- PROBLEM DETAILS -
Only the lines from the one containing "maps.iter().map(|(name, scores)| (*name, scores)).collect();" through the one containing "if unknown >" should be printed, exactly as they appear below, with both ends included.

Start of DATA EXCERPTS

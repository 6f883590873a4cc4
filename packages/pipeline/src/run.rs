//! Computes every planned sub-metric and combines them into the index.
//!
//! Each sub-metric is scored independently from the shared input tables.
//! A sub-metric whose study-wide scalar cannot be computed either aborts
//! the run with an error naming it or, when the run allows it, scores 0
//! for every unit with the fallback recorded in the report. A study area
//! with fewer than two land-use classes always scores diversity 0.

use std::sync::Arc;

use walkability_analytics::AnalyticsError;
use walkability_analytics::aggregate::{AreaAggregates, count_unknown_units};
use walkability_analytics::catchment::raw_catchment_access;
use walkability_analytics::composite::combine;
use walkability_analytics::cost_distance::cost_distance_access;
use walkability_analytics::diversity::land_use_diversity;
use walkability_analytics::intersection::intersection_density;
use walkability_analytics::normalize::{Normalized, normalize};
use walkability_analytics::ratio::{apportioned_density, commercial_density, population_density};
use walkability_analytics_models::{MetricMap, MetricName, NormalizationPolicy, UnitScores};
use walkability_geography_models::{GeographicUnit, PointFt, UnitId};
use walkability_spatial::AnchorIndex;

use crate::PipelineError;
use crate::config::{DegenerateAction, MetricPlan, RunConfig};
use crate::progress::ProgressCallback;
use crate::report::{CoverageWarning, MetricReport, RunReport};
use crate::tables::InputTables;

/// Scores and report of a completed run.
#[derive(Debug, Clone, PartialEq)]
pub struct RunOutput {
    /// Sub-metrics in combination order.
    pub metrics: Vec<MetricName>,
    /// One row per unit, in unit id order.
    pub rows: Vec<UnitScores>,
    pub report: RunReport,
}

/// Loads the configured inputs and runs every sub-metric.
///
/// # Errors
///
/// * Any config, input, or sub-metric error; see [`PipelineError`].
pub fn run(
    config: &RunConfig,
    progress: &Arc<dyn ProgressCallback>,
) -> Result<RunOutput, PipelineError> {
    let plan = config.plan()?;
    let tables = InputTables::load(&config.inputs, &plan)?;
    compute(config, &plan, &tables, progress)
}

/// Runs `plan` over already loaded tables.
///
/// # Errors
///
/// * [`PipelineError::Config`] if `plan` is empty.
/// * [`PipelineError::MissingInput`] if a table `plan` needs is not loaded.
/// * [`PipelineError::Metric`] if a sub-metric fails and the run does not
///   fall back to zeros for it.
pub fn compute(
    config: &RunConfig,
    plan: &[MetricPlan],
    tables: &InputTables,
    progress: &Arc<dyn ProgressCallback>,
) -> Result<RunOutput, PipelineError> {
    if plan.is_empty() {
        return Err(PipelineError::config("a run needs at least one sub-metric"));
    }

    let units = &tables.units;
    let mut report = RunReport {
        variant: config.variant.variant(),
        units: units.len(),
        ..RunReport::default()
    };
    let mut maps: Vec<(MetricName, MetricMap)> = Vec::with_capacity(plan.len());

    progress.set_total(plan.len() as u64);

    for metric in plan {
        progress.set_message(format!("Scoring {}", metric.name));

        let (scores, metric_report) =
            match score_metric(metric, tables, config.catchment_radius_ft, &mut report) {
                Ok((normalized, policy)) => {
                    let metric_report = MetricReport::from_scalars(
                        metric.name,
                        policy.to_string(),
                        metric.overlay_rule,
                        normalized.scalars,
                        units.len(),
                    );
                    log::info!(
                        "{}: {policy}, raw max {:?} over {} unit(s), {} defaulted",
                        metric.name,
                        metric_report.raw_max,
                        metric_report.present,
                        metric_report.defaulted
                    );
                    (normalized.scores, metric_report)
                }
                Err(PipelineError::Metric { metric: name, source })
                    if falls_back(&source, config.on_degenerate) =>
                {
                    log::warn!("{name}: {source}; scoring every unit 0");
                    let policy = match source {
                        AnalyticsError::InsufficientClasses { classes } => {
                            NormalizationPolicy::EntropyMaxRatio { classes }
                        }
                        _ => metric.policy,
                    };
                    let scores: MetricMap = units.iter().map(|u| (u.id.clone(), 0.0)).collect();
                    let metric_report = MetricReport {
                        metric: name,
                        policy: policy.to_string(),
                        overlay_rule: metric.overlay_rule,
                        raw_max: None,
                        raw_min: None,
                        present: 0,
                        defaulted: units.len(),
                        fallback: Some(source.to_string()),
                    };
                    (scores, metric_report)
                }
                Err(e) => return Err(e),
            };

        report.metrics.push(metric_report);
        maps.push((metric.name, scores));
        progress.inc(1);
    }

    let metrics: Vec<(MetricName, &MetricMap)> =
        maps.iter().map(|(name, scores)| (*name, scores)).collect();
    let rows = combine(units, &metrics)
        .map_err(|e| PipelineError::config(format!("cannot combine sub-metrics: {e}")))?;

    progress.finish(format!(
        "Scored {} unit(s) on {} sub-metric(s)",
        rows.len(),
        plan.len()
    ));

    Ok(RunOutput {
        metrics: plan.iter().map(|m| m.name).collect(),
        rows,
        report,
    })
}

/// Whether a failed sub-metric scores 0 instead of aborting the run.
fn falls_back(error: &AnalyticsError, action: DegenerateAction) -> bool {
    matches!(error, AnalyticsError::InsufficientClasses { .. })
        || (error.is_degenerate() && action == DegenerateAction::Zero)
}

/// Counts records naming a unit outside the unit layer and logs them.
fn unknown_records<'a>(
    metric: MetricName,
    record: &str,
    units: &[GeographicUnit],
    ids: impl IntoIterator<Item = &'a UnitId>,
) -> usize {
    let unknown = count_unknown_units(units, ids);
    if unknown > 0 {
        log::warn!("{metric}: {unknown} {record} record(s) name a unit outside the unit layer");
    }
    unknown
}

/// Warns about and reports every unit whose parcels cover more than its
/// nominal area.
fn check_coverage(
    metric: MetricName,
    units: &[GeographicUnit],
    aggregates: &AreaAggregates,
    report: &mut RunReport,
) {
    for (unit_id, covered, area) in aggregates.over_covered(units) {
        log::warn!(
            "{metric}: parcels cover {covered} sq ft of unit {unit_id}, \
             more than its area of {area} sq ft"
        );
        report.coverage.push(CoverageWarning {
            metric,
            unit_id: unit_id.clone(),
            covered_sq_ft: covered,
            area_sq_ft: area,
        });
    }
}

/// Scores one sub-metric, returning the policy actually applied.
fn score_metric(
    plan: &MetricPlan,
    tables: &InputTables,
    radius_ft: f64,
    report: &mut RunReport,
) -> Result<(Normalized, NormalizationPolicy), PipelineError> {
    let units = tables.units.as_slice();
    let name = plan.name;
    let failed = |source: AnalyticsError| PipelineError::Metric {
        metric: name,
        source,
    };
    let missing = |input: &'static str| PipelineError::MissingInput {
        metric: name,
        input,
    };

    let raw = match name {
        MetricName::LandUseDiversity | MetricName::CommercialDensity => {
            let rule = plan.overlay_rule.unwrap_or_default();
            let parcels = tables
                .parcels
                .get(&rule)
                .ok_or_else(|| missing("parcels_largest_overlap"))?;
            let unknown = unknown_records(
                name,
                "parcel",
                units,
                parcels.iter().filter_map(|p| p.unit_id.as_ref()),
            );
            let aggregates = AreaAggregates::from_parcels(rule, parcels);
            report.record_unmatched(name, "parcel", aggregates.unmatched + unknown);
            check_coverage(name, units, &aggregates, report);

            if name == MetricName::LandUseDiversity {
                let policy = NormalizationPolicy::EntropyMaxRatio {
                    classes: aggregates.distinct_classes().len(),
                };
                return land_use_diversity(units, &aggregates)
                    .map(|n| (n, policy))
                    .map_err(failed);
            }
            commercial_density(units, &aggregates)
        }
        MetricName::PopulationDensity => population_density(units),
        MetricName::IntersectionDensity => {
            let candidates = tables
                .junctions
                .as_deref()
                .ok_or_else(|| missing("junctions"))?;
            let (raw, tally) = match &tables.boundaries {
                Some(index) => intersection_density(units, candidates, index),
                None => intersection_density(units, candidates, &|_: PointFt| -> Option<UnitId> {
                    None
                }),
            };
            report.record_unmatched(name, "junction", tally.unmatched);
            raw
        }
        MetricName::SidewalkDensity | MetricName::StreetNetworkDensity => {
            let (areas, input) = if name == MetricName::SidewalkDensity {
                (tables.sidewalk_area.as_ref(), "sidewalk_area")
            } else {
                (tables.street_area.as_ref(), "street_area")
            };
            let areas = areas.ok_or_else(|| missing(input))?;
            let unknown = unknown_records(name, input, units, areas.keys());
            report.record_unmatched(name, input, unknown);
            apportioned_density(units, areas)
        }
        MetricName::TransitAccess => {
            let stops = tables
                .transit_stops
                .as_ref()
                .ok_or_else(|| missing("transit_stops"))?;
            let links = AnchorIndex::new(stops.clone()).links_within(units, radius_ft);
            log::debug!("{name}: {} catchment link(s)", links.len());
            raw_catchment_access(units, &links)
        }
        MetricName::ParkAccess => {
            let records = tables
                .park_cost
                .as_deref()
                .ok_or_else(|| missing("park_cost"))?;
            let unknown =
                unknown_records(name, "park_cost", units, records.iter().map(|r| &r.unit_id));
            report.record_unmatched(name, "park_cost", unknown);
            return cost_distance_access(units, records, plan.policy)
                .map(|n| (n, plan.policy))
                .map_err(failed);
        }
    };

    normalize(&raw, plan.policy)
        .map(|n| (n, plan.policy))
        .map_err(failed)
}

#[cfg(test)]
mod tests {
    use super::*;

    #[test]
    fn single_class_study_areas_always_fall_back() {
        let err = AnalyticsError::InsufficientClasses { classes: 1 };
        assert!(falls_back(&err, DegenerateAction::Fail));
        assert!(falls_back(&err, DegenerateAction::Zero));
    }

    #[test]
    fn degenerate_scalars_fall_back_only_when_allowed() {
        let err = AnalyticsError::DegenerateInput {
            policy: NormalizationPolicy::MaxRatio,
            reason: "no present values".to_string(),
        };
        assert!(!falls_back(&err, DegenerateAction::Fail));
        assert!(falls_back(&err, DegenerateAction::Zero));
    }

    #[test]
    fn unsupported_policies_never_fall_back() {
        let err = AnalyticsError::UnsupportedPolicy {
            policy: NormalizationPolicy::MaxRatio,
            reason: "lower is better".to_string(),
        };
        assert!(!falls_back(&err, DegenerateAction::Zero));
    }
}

End of DATA EXCERPTS

- WRITTEN ANSWER -
        maps.iter().map(|(name, scores)| (*name, scores)).collect();
    let rows = combine(units, &metrics)
        .map_err(|e| PipelineError::config(format!("cannot combine sub-metrics: {e}")))?;

    progress.finish(format!(
        "Scored {} unit(s) on {} sub-metric(s)",
        rows.len(),
        plan.len()
    ));

    Ok(RunOutput {
        metrics: plan.iter().map(|m| m.name).collect(),
        rows,
        report,
    })
}

/// Whether a failed sub-metric scores 0 instead of aborting the run.
fn falls_back(error: &AnalyticsError, action: DegenerateAction) -> bool {
    matches!(error, AnalyticsError::InsufficientClasses { .. })
        || (error.is_degenerate() && action == DegenerateAction::Zero)
}

/// Counts records naming a unit outside the unit layer and logs them.
fn unknown_records<'a>(
    metric: MetricName,
    record: &str,
    units: &[GeographicUnit],
    ids: impl IntoIterator<Item = &'a UnitId>,
) -> usize {
    let unknown = count_unknown_units(units, ids);
    if unknown > 0 {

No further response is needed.